I touched my face to make sure that I was okay.
Stunned, we all stepped aside from the glass. Someone pointed to a guy’s face where he was bleeding. “Get some antiseptic!” someone yelled into the crowded restaurant.
A server came outside to sweep the glass. The couple came downstairs to explain the situation. The woman said that they needed to go the hospital. And the guy insisted that if we wanted to sue anyone, we better get the information of his landlord. “I told him for months that our window wouldn’t open,” he said. “It must be the weather that made the glass swell.”
“Your eyelid,” a friend said. “It’s bleeding.”
“Is it?” I said and touched it.
“Go to the bathroom and check,” Chris said.
So I reluctantly dragged myself inside the restaurant. “Sorry,” I said opening the bathroom to find the other bleeding guy staring at the mirror and dabbing his face with a towel. “I am just checking whether I am bleeding.”
I stared at the mirror and just saw a small speck, barely noticeable. Later, after I took a shower, the blood swept away and I couldn’t even find the source of the cut at all.
We carefully brushed the glass shards off ourselves, shaking our jackets and sweatshirts. “Are you okay?” a friend asked again.
The guy told everyone below to move away from the window as he cleaned out all the remaining glass. The woman said, “Wear gloves!”
And we watched as more glass shards fell, crashing onto the pavement below.
I didn’t know how I was supposed to feel. Grateful? Numb? Apathetic? Angry? Sad? But surprisingly as we sat down, I was overcome with a feeling of coincidence. I am one of those people who can’t help but click on click-baity headlines. I will read “Ten ways people died from a freak accident including one you never expect”. I have read all of them. The fallen tree during the storm that crushed a woman on a golf course. Then there are the miracles. The time the large screws or metal objects fell from the temporary Bay Bridge, but miraculously didn’t hit any cars. I thought about an irrational fear lately which is being T-boned as a passenger or driver of a car.
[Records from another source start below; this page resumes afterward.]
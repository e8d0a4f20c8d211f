//! Event dispatcher: bounded worker pool between the broker and the
//! orchestrator.
//!
//! Scheduling model: `parallelism` workers (default 1), each pulling one
//! delivery at a time - the pool never pre-fetches beyond its size, which
//! is what backpressures the broker. Every event gets a cancellation token
//! derived from the shutdown root, a deadline, and a correlation span
//! (event id, trace/span ids, subscription, cluster once extracted by the
//! orchestrator).
//!
//! Ack policy: handler success acks, retryable failure nacks, fatal
//! failure acks with error telemetry so poison events cannot wedge the
//! queue. Panics are recovered, logged, and converted to nack.
//!
//! Shutdown: readiness flips to false first, workers stop pulling, in-
//! flight events get a bounded grace period, then the subscriber closes.

use futures_util::FutureExt;
use parking_lot::Mutex;
use std::panic::AssertUnwindSafe;
use std::sync::Arc;
use std::time::Duration;
use tokio::task::JoinSet;
use tokio_util::sync::CancellationToken;
use tracing::{error, info, info_span, warn, Instrument};

use crate::broker::{AckDecision, BrokerError, BrokerRegistry, Delivery, Subscriber};
use crate::health::HealthState;
use crate::reconcile::Orchestrator;
use crate::settings::BrokerSettings;
use crate::trace::TraceContext;

/// Dispatcher tuning.
#[derive(Clone, Debug)]
pub struct DispatcherConfig {
    /// Worker pool size; also the backpressure bound.
    pub parallelism: usize,
    /// Per-event deadline.
    pub event_timeout: Duration,
    /// How long in-flight events may drain after shutdown starts.
    pub shutdown_grace: Duration,
    /// Bounded retries for subscriber creation.
    pub subscribe_attempts: u32,
    /// Fixed delay between subscribe attempts.
    pub subscribe_delay: Duration,
}

impl Default for DispatcherConfig {
    fn default() -> Self {
        Self {
            parallelism: 1,
            event_timeout: Duration::from_secs(60),
            shutdown_grace: Duration::from_secs(30),
            subscribe_attempts: 3,
            subscribe_delay: Duration::from_secs(2),
        }
    }
}

/// Counters for one dispatcher run.
#[derive(Clone, Copy, Debug, Default, PartialEq, Eq)]
pub struct DispatchReport {
    pub processed: u64,
    pub acked: u64,
    pub nacked: u64,
    pub panicked: u64,
    pub timed_out: u64,
}

/// Dispatcher failure: subscribing never succeeded, or shutdown raced it.
#[derive(Debug, thiserror::Error, miette::Diagnostic)]
pub enum DispatchError {
    #[error("failed to subscribe after {attempts} attempt(s)")]
    #[diagnostic(code(hyperfleet::dispatch::subscribe))]
    Subscribe {
        attempts: u32,
        #[source]
        source: BrokerError,
    },

    #[error("dispatcher cancelled before subscribing")]
    #[diagnostic(code(hyperfleet::dispatch::cancelled))]
    Cancelled,
}

/// Bounded-concurrency event dispatcher.
pub struct Dispatcher {
    orchestrator: Arc<Orchestrator>,
    config: DispatcherConfig,
    health: Option<Arc<HealthState>>,
    stats: Arc<Mutex<DispatchReport>>,
}

impl Dispatcher {
    #[must_use]
    pub fn new(orchestrator: Arc<Orchestrator>, config: DispatcherConfig) -> Self {
        Self {
            orchestrator,
            config,
            health: None,
            stats: Arc::new(Mutex::new(DispatchReport::default())),
        }
    }

    /// Wires the health surface so readiness tracks the broker check and
    /// the shutdown flag.
    #[must_use]
    pub fn with_health(mut self, health: Arc<HealthState>) -> Self {
        self.health = Some(health);
        self
    }

    /// Counters observed so far.
    #[must_use]
    pub fn report(&self) -> DispatchReport {
        *self.stats.lock()
    }

    /// Runs the pool until `shutdown` fires, then drains within the grace
    /// period and closes the subscriber.
    pub async fn run(
        &self,
        registry: &BrokerRegistry,
        settings: &BrokerSettings,
        shutdown: CancellationToken,
    ) -> Result<DispatchReport, DispatchError> {
        let subscriber = self.subscribe(registry, settings, &shutdown).await?;
        if let Some(health) = &self.health {
            health.set_check("broker", true, None);
        }
        info!(
            subscription = subscriber.subscription(),
            parallelism = self.config.parallelism,
            "dispatcher started"
        );

        let mut workers = JoinSet::new();
        for worker_id in 0..self.config.parallelism.max(1) {
            let worker = Worker {
                orchestrator: Arc::clone(&self.orchestrator),
                subscriber: Arc::clone(&subscriber),
                stats: Arc::clone(&self.stats),
                event_timeout: self.config.event_timeout,
                shutdown: shutdown.clone(),
                worker_id,
            };
            workers.spawn(worker.run());
        }

        shutdown.cancelled().await;
        if let Some(health) = &self.health {
            health.begin_shutdown();
        }
        info!("dispatcher shutting down, draining in-flight events");

        let drain = async {
            while workers.join_next().await.is_some() {}
        };
        if tokio::time::timeout(self.config.shutdown_grace, drain)
            .await
            .is_err()
        {
            warn!(
                grace = ?self.config.shutdown_grace,
                "grace period elapsed, aborting remaining workers"
            );
            workers.abort_all();
            while workers.join_next().await.is_some() {}
        }

        if let Err(err) = subscriber.close().await {
            warn!(error = %err, "subscriber close failed");
        }
        if let Some(health) = &self.health {
            health.set_check("broker", false, Some("closed".to_string()));
        }
        Ok(self.report())
    }

    // Subscriber creation with bounded retries and cancellation-aware
    // sleeps between attempts.
    async fn subscribe(
        &self,
        registry: &BrokerRegistry,
        settings: &BrokerSettings,
        shutdown: &CancellationToken,
    ) -> Result<Arc<dyn Subscriber>, DispatchError> {
        let attempts = self.config.subscribe_attempts.max(1);
        let mut last_err = None;
        for attempt in 1..=attempts {
            if shutdown.is_cancelled() {
                return Err(DispatchError::Cancelled);
            }
            match registry.create(settings) {
                Ok(subscriber) => return Ok(subscriber),
                Err(err) => {
                    warn!(attempt, error = %err, "subscriber creation failed");
                    last_err = Some(err);
                }
            }
            if attempt < attempts {
                tokio::select! {
                    () = shutdown.cancelled() => return Err(DispatchError::Cancelled),
                    () = tokio::time::sleep(self.config.subscribe_delay) => {}
                }
            }
        }
        Err(DispatchError::Subscribe {
            attempts,
            source: last_err.unwrap_or(BrokerError::Driver {
                message: "no attempt was made".to_string(),
            }),
        })
    }
}

struct Worker {
    orchestrator: Arc<Orchestrator>,
    subscriber: Arc<dyn Subscriber>,
    stats: Arc<Mutex<DispatchReport>>,
    event_timeout: Duration,
    shutdown: CancellationToken,
    worker_id: usize,
}

impl Worker {
    async fn run(self) {
        loop {
            let delivery = tokio::select! {
                () = self.shutdown.cancelled() => break,
                next = self.subscriber.next() => match next {
                    Ok(Some(delivery)) => delivery,
                    Ok(None) => break,
                    Err(err) => {
                        warn!(worker = self.worker_id, error = %err, "subscriber receive failed");
                        break;
                    }
                },
            };
            self.handle(delivery).await;
        }
    }

    async fn handle(&self, delivery: Delivery) {
        let event = delivery.event.clone();
        let trace = event
            .traceparent()
            .and_then(TraceContext::parse)
            .map(|parent| parent.child())
            .unwrap_or_default();
        let cancel = self.shutdown.child_token();

        let span = info_span!(
            "event",
            event_id = %event.id,
            trace_id = %trace.trace_id_hex(),
            span_id = %trace.span_id_hex(),
            subscription = self.subscriber.subscription(),
            worker = self.worker_id,
        );

        let orchestrator = Arc::clone(&self.orchestrator);
        let work = AssertUnwindSafe(async { orchestrator.process(&event, &cancel, trace).await })
            .catch_unwind();

        let decision = match tokio::time::timeout(self.event_timeout, work)
            .instrument(span)
            .await
        {
            Err(_elapsed) => {
                cancel.cancel();
                warn!(event_id = %event.id, timeout = ?self.event_timeout, "event deadline exceeded");
                self.stats.lock().timed_out += 1;
                AckDecision::Nack
            }
            Ok(Err(panic)) => {
                error!(
                    event_id = %event.id,
                    panic = %panic_message(&panic),
                    "event handler panicked"
                );
                self.stats.lock().panicked += 1;
                AckDecision::Nack
            }
            Ok(Ok(outcome)) => outcome.ack_decision(),
        };

        {
            let mut stats = self.stats.lock();
            stats.processed += 1;
            match decision {
                AckDecision::Ack => stats.acked += 1,
                AckDecision::Nack => stats.nacked += 1,
            }
        }
        delivery.settle(decision).await;
    }
}

/// Cancels `token` when the process receives SIGINT (or SIGTERM on unix).
/// Spawn this next to [`Dispatcher::run`]; the dispatcher handles the rest
/// of the drain.
pub async fn cancel_on_signal(token: CancellationToken) {
    #[cfg(unix)]
    {
        let mut term = match tokio::signal::unix::signal(tokio::signal::unix::SignalKind::terminate())
        {
            Ok(term) => term,
            Err(err) => {
                warn!(error = %err, "failed to install SIGTERM handler");
                let _ = tokio::signal::ctrl_c().await;
                token.cancel();
                return;
            }
        };
        tokio::select! {
            _ = tokio::signal::ctrl_c() => {}
            _ = term.recv() => {}
        }
    }
    #[cfg(not(unix))]
    {
        let _ = tokio::signal::ctrl_c().await;
    }
    token.cancel();
}

fn panic_message(payload: &(dyn std::any::Any + Send)) -> String {
    if let Some(s) = payload.downcast_ref::<&str>() {
        (*s).to_string()
    } else if let Some(s) = payload.downcast_ref::<String>() {
        s.clone()
    } else {
        "opaque panic payload".to_string()
    }
}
I echoed all of this suddenly to a friend whose father experienced a debilitating disease and his dog likely diagnosed with brain cancer. “I have been thinking of that too,” he said.
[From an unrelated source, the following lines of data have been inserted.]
//! In-process broker driver over bounded flume channels.
//!
//! Used by tests and local runs. Honors the delivery contract exactly:
//! bounded buffering gives backpressure, nack re-enqueues for redelivery,
//! and close stops delivery while letting in-flight events settle.

use async_trait::async_trait;
use parking_lot::Mutex;
use std::sync::atomic::{AtomicBool, Ordering};
use std::sync::Arc;

use super::{AckDecision, BrokerError, CloudEvent, Delivery, Settler, Subscriber};

/// Counters exposed for assertions.
#[derive(Clone, Copy, Debug, Default, PartialEq, Eq)]
pub struct BrokerStats {
    pub published: u64,
    pub delivered: u64,
    pub acked: u64,
    pub nacked: u64,
}

/// Bounded in-memory broker.
#[derive(Clone)]
pub struct MemoryBroker {
    tx: flume::Sender<CloudEvent>,
    rx: flume::Receiver<CloudEvent>,
    stats: Arc<Mutex<BrokerStats>>,
}

impl MemoryBroker {
    /// Creates a broker buffering at most `capacity` undelivered events.
    #[must_use]
    pub fn new(capacity: usize) -> Self {
        let (tx, rx) = flume::bounded(capacity);
        Self {
            tx,
            rx,
            stats: Arc::new(Mutex::new(BrokerStats::default())),
        }
    }

    /// Publishes one event; awaits buffer space when full.
    pub async fn publish(&self, event: CloudEvent) -> Result<(), BrokerError> {
        self.stats.lock().published += 1;
        self.tx
            .send_async(event)
            .await
            .map_err(|err| BrokerError::Driver {
                message: err.to_string(),
            })
    }

    /// Creates a subscriber over this broker's queue.
    #[must_use]
    pub fn subscriber(&self, subscription: impl Into<String>) -> MemorySubscriber {
        MemorySubscriber {
            subscription: subscription.into(),
            tx: self.tx.clone(),
            rx: self.rx.clone(),
            stats: Arc::clone(&self.stats),
            closed: Arc::new(AtomicBool::new(false)),
        }
    }

    /// Snapshot of the broker counters.
    #[must_use]
    pub fn stats(&self) -> BrokerStats {
        *self.stats.lock()
    }

    /// Number of events waiting for delivery.
    #[must_use]
    pub fn backlog(&self) -> usize {
        self.rx.len()
    }
}

/// Subscriber half of the in-memory broker.
#[derive(Clone)]
pub struct MemorySubscriber {
    subscription: String,
    tx: flume::Sender<CloudEvent>,
    rx: flume::Receiver<CloudEvent>,
    stats: Arc<Mutex<BrokerStats>>,
    closed: Arc<AtomicBool>,
}

struct MemorySettler {
    event: CloudEvent,
    tx: flume::Sender<CloudEvent>,
    stats: Arc<Mutex<BrokerStats>>,
}

#[async_trait]
impl Settler for MemorySettler {
    async fn settle(self: Box<Self>, decision: AckDecision) {
        match decision {
            AckDecision::Ack => {
                self.stats.lock().acked += 1;
            }
            AckDecision::Nack => {
                self.stats.lock().nacked += 1;
                // Redelivery policy of this driver: straight back onto the
                // queue.
                let _ = self.tx.send_async(self.event).await;
            }
        }
    }
}

#[async_trait]
impl Subscriber for MemorySubscriber {
    async fn next(&self) -> Result<Option<Delivery>, BrokerError> {
        if self.closed.load(Ordering::SeqCst) {
            return Ok(None);
        }
        match self.rx.recv_async().await {
            Ok(event) => {
                self.stats.lock().delivered += 1;
                let settler = MemorySettler {
                    event: event.clone(),
                    tx: self.tx.clone(),
                    stats: Arc::clone(&self.stats),
                };
                Ok(Some(Delivery::new(event, Box::new(settler))))
            }
            Err(_) => Ok(None),
        }
    }

    async fn close(&self) -> Result<(), BrokerError> {
        self.closed.store(true, Ordering::SeqCst);
        Ok(())
    }

    fn subscription(&self) -> &str {
        &self.subscription
    }
}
What if a large glass shard had fallen and hit my head with its sharp point? What if? I worried that I could be on tip of losing my mind as I had watched a friend lose his grip on reality after a traumatic bike accident? I didn’t want to be the person who was consumed with anxiety of living a regular life. “That’s dangerous,” that friend said, his voice rising in desperate anxiety.
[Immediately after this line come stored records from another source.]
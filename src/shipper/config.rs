//! Shipper endpoint and TLS configuration.

use miette::Diagnostic;
use serde::{Deserialize, Serialize};
use thiserror::Error;

/// TLS authentication towards the shipper's gRPC endpoint. One of four
/// modes; file paths are validated for presence, not read, at load time.
#[derive(Clone, Debug, PartialEq, Eq, Serialize, Deserialize)]
#[serde(tag = "mode", rename_all = "camelCase")]
pub enum TlsAuth {
    /// Mutual TLS: CA bundle plus client certificate and key.
    #[serde(rename_all = "camelCase")]
    Mutual {
        ca_file: String,
        cert_file: String,
        key_file: String,
    },
    /// Server verification via CA, client auth via bearer token.
    #[serde(rename_all = "camelCase")]
    Token { ca_file: String, token_file: String },
    /// Server verification only.
    #[serde(rename_all = "camelCase")]
    CaOnly { ca_file: String },
    /// No TLS at all; development only.
    Plaintext,
}

/// Connection settings for the shipper.
#[derive(Clone, Debug, PartialEq, Eq, Serialize, Deserialize)]
#[serde(rename_all = "camelCase")]
pub struct ShipperConfig {
    /// gRPC endpoint of the shipper itself.
    pub grpc_endpoint: String,
    /// HTTP control-plane peer used for bundle CRUD.
    pub server_addr: String,
    /// Permits an `http` control-plane peer; otherwise `https` is required.
    #[serde(default)]
    pub insecure: bool,
    pub tls: TlsAuth,
}

/// Invalid shipper connection settings; fatal at startup.
#[derive(Clone, Debug, Error, Diagnostic, PartialEq, Eq)]
pub enum ShipperConfigError {
    #[error("unsupported scheme in {field}: {url:?}")]
    #[diagnostic(
        code(hyperfleet::shipper::scheme),
        help("Only http and https schemes are accepted.")
    )]
    Scheme { field: &'static str, url: String },

    #[error("serverAddr must use https unless insecure is set: {url:?}")]
    #[diagnostic(code(hyperfleet::shipper::insecure_server))]
    InsecureServer { url: String },

    #[error("TLS {field} path is empty")]
    #[diagnostic(code(hyperfleet::shipper::tls_path))]
    EmptyTlsPath { field: &'static str },
}

impl ShipperConfig {
    /// Validates schemes and TLS file references.
    pub fn validate(&self) -> Result<(), ShipperConfigError> {
        check_scheme("grpcEndpoint", &self.grpc_endpoint)?;
        check_scheme("serverAddr", &self.server_addr)?;
        if !self.insecure && !self.server_addr.starts_with("https://") {
            return Err(ShipperConfigError::InsecureServer {
                url: self.server_addr.clone(),
            });
        }
        match &self.tls {
            TlsAuth::Mutual {
                ca_file,
                cert_file,
                key_file,
            } => {
                non_empty("caFile", ca_file)?;
                non_empty("certFile", cert_file)?;
                non_empty("keyFile", key_file)?;
            }
            TlsAuth::Token {
                ca_file,
                token_file,
            } => {
                non_empty("caFile", ca_file)?;
                non_empty("tokenFile", token_file)?;
            }
            TlsAuth::CaOnly { ca_file } => non_empty("caFile", ca_file)?,
            TlsAuth::Plaintext => {}
        }
        Ok(())
    }
}

fn check_scheme(field: &'static str, url: &str) -> Result<(), ShipperConfigError> {
    if url.starts_with("http://") || url.starts_with("https://") {
        Ok(())
    } else {
        Err(ShipperConfigError::Scheme {
            field,
            url: url.to_string(),
        })
    }
}

fn non_empty(field: &'static str, value: &str) -> Result<(), ShipperConfigError> {
    if value.trim().is_empty() {
        Err(ShipperConfigError::EmptyTlsPath { field })
    } else {
        Ok(())
    }
}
There are moments that I have felt in the past year where I think that I could stare at home all day. I’ll be fine right here in my bed. I’ll be fine just eating the same thing from my refrigerator. And yet, I would miss the thrill of life right outside. I live in the city not because I am an extroverted person, requiring people all the time. But I deeply enjoy the convenience. The fact that people are outside within reach. I hear the roar of cars whizzing on the street. I hear the click-clakety of heels as people walk down the street. And yes, I still love my bike as I fly down Valencia, weaving, pumping my legs. I love the walk and the discovery of new things.
Earlier that day, a friend and I was feasting on chocolate at a parklet. Somehow instantly, a glass was thrown and shattered. We turned to find the source of the noise. There was the glass, yes. But who threw it? Was it the guy who deliberately dropped it? Or did someone throw it at him? Where did it come from? Nobody was around, but it was all to strange.
This morning, I googled, “Do people die from a shower of falling glass?” hoping that the Internet would answer my question. Instead, I only found stories of people falling to their death out the windows. A lawyer fell to his death as he was showing fellow law students that the glass windows of his high office building was unbreakable. But with his extra run and force, the glass window popped out and he fell to his death. I told myself that I would never be that stupid. But then again, it’s all luck isn’t it? To have been standing under the apartment window right at that moment?
I rarely win anything drawn by the lottery. But yesterday, I was in the right place at the right time. Isn’t that the summary of life anyway?